### Activity
From the data below, copy out every line in which the word "skipped" occurs.

[Collected data entries]

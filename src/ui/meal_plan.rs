use super::{nutrients_header, nutrients_row, store_result, UpdateEvent};
use crate::database::{self, Workbook};
use crate::nutrition::Aggregate;
use crate::query;
use crate::records::{
    parse_number, FieldError, MealKey, MealPlanEntry, MealType, Recipe, PORTION_SIZE,
};
use eframe::egui;

struct MealForm {
    meal_type: MealType,
    recipe: String,
    portion_size: String,
}

impl Default for MealForm {
    fn default() -> Self {
        Self {
            meal_type: MealType::Breakfast,
            recipe: String::new(),
            portion_size: "1".into(),
        }
    }
}

impl MealForm {
    fn new(entry: &MealPlanEntry) -> Self {
        Self {
            meal_type: entry.meal_type,
            recipe: entry.recipe.clone(),
            portion_size: entry.portion_size.to_string(),
        }
    }

    fn parse(&self, date: chrono::NaiveDate) -> Result<MealPlanEntry, FieldError> {
        let portion_size = parse_number(PORTION_SIZE, &self.portion_size)?;
        MealPlanEntry::new(date, self.meal_type, &self.recipe, portion_size)
    }

    fn show(&mut self, ui: &mut egui::Ui, id_salt: &str, recipe_names: &[String]) {
        egui::ComboBox::from_id_salt((id_salt, "meal type"))
            .selected_text(self.meal_type.to_string())
            .show_ui(ui, |ui| {
                for meal_type in MealType::iter() {
                    ui.selectable_value(&mut self.meal_type, meal_type, meal_type.to_string());
                }
            });
        egui::ComboBox::from_id_salt((id_salt, "meal recipe"))
            .selected_text(self.recipe.as_str())
            .show_ui(ui, |ui| {
                for name in recipe_names {
                    ui.selectable_value(&mut self.recipe, name.clone(), name);
                }
            });
        ui.add(egui::TextEdit::singleline(&mut self.portion_size).desired_width(40.0));
    }
}

enum Action {
    Edit(usize),
    Delete(MealKey),
    SaveEdit,
    CancelEdit,
    Add,
    OpenRecipe(String),
}

pub struct MealPlanWindow {
    date: chrono::NaiveDate,
    meals: Vec<MealPlanEntry>,
    unreadable: usize,
    totals: Aggregate,
    recipe_names: Vec<String>,
    edit_mode: bool,
    new_meal: MealForm,
    being_edited: Option<(MealKey, MealForm)>,
}

impl MealPlanWindow {
    pub fn new(
        book: &mut Workbook,
        date: chrono::NaiveDate,
        edit_mode: bool,
    ) -> database::Result<Self> {
        let listing = query::meals_on(book, date)?;
        let unreadable = listing.malformed.len();
        let mut meals = listing.into_records();
        meals.sort_by(|a, b| (a.meal_type, &a.recipe).cmp(&(b.meal_type, &b.recipe)));

        let totals = query::daily_totals(book, date)?;

        let mut recipe_names: Vec<String> = query::list_all::<Recipe>(book)?
            .into_records()
            .into_iter()
            .map(|r| r.name)
            .collect();
        recipe_names.sort();

        Ok(Self {
            date,
            meals,
            unreadable,
            totals,
            recipe_names,
            edit_mode,
            new_meal: Default::default(),
            being_edited: None,
        })
    }

    /// Reloads the day, keeping whatever is being typed.
    pub fn refresh(&mut self, book: &mut Workbook) -> database::Result<()> {
        let fresh = Self::new(book, self.date, self.edit_mode)?;
        self.meals = fresh.meals;
        self.unreadable = fresh.unreadable;
        self.totals = fresh.totals;
        self.recipe_names = fresh.recipe_names;
        Ok(())
    }

    fn change_date(
        &mut self,
        book: &mut Workbook,
        date: chrono::NaiveDate,
    ) -> database::Result<()> {
        self.date = date;
        self.being_edited = None;
        self.refresh(book)
    }

    fn perform(&mut self, action: Action, book: &mut Workbook, events: &mut Vec<UpdateEvent>) {
        match action {
            Action::Edit(i) => {
                if let Some(meal) = self.meals.get(i) {
                    self.being_edited = Some((meal.key(), MealForm::new(meal)));
                }
            }
            Action::CancelEdit => self.being_edited = None,
            Action::SaveEdit => {
                let Some((key, form)) = &self.being_edited else {
                    return;
                };
                let entry = match form.parse(self.date) {
                    Ok(entry) => entry,
                    Err(error) => {
                        events.push(UpdateEvent::Invalid(error.to_string()));
                        return;
                    }
                };
                if store_result(events, query::replace_meal(book, key, &entry)).is_some() {
                    self.being_edited = None;
                    events.push(UpdateEvent::Changed);
                }
            }
            Action::Delete(key) => {
                if store_result(events, query::delete_meal(book, &key)).is_some() {
                    events.push(UpdateEvent::Changed);
                }
            }
            Action::Add => {
                let entry = match self.new_meal.parse(self.date) {
                    Ok(entry) => entry,
                    Err(error) => {
                        events.push(UpdateEvent::Invalid(error.to_string()));
                        return;
                    }
                };
                if store_result(events, query::add_meal(book, &entry)).is_some() {
                    self.new_meal = Default::default();
                    events.push(UpdateEvent::Changed);
                }
            }
            Action::OpenRecipe(name) => events.push(UpdateEvent::OpenRecipe(name)),
        }
    }

    fn update_meals(&mut self, ui: &mut egui::Ui, actions: &mut Vec<Action>) {
        egui::Grid::new("meal plan grid").striped(true).show(ui, |ui| {
            ui.label("Meal");
            ui.label("Recipe");
            ui.label("Portion");
            ui.end_row();

            for (i, meal) in self.meals.iter().enumerate() {
                if let Some((key, form)) = &mut self.being_edited {
                    if *key == meal.key() {
                        form.show(ui, "edited meal", &self.recipe_names);
                        if ui.button("Save").clicked() {
                            actions.push(Action::SaveEdit);
                        }
                        if ui.button("Cancel").clicked() {
                            actions.push(Action::CancelEdit);
                        }
                        ui.end_row();
                        continue;
                    }
                }

                ui.label(meal.meal_type.to_string());
                if ui.link(&meal.recipe).clicked() {
                    actions.push(Action::OpenRecipe(meal.recipe.clone()));
                }
                ui.label(meal.portion_size.to_string());
                if self.edit_mode && self.being_edited.is_none() {
                    if ui.button("Edit").clicked() {
                        actions.push(Action::Edit(i));
                    }
                    if ui.button("Delete").clicked() {
                        actions.push(Action::Delete(meal.key()));
                    }
                }
                ui.end_row();
            }

            if self.edit_mode {
                self.new_meal.show(ui, "new meal", &self.recipe_names);
                if ui.button("Add").clicked() {
                    actions.push(Action::Add);
                }
                ui.end_row();
            }
        });
        if self.unreadable > 0 {
            ui.weak(format!("{} unreadable meal rows", self.unreadable));
        }
    }

    fn update_totals(&self, ui: &mut egui::Ui) {
        egui::Grid::new("meal plan totals").show(ui, |ui| {
            ui.label("");
            nutrients_header(ui);
            ui.end_row();
            ui.label("Day total");
            nutrients_row(ui, &self.totals.totals.rounded());
            ui.end_row();
        });
        for skipped in &self.totals.skipped {
            ui.colored_label(ui.visuals().warn_fg_color, skipped.to_string());
        }
    }

    pub fn update(&mut self, ctx: &egui::Context, book: &mut Workbook) -> Vec<UpdateEvent> {
        let mut open = true;
        let mut events = vec![];
        let mut actions = vec![];
        let mut new_date = None;

        egui::Window::new("Meal Plan")
            .open(&mut open)
            .show(ctx, |ui| {
                ui.horizontal(|ui| {
                    if ui.button("<").clicked() {
                        new_date = self.date.pred_opt();
                    }
                    let mut date = self.date;
                    ui.add(egui_extras::DatePickerButton::new(&mut date));
                    if date != self.date {
                        new_date = Some(date);
                    }
                    if ui.button(">").clicked() {
                        new_date = self.date.succ_opt();
                    }
                    ui.label(self.date.format("%A").to_string());
                });
                ui.separator();
                self.update_meals(ui, &mut actions);
                ui.separator();
                self.update_totals(ui);
                ui.separator();
                ui.horizontal(|ui| {
                    ui.toggle_value(&mut self.edit_mode, "Edit");
                    if !self.edit_mode {
                        self.being_edited = None;
                    }
                });
            });

        for action in actions {
            self.perform(action, book, &mut events);
        }
        if let Some(date) = new_date {
            if let Err(error) = self.change_date(book, date) {
                events.push(UpdateEvent::Failed(error));
            }
        }
        if !open {
            events.push(UpdateEvent::Closed);
        }
        events
    }
}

### Solution to the problem
        for skipped in &self.totals.skipped {
            ui.colored_label(ui.visuals().warn_fg_color, skipped.to_string());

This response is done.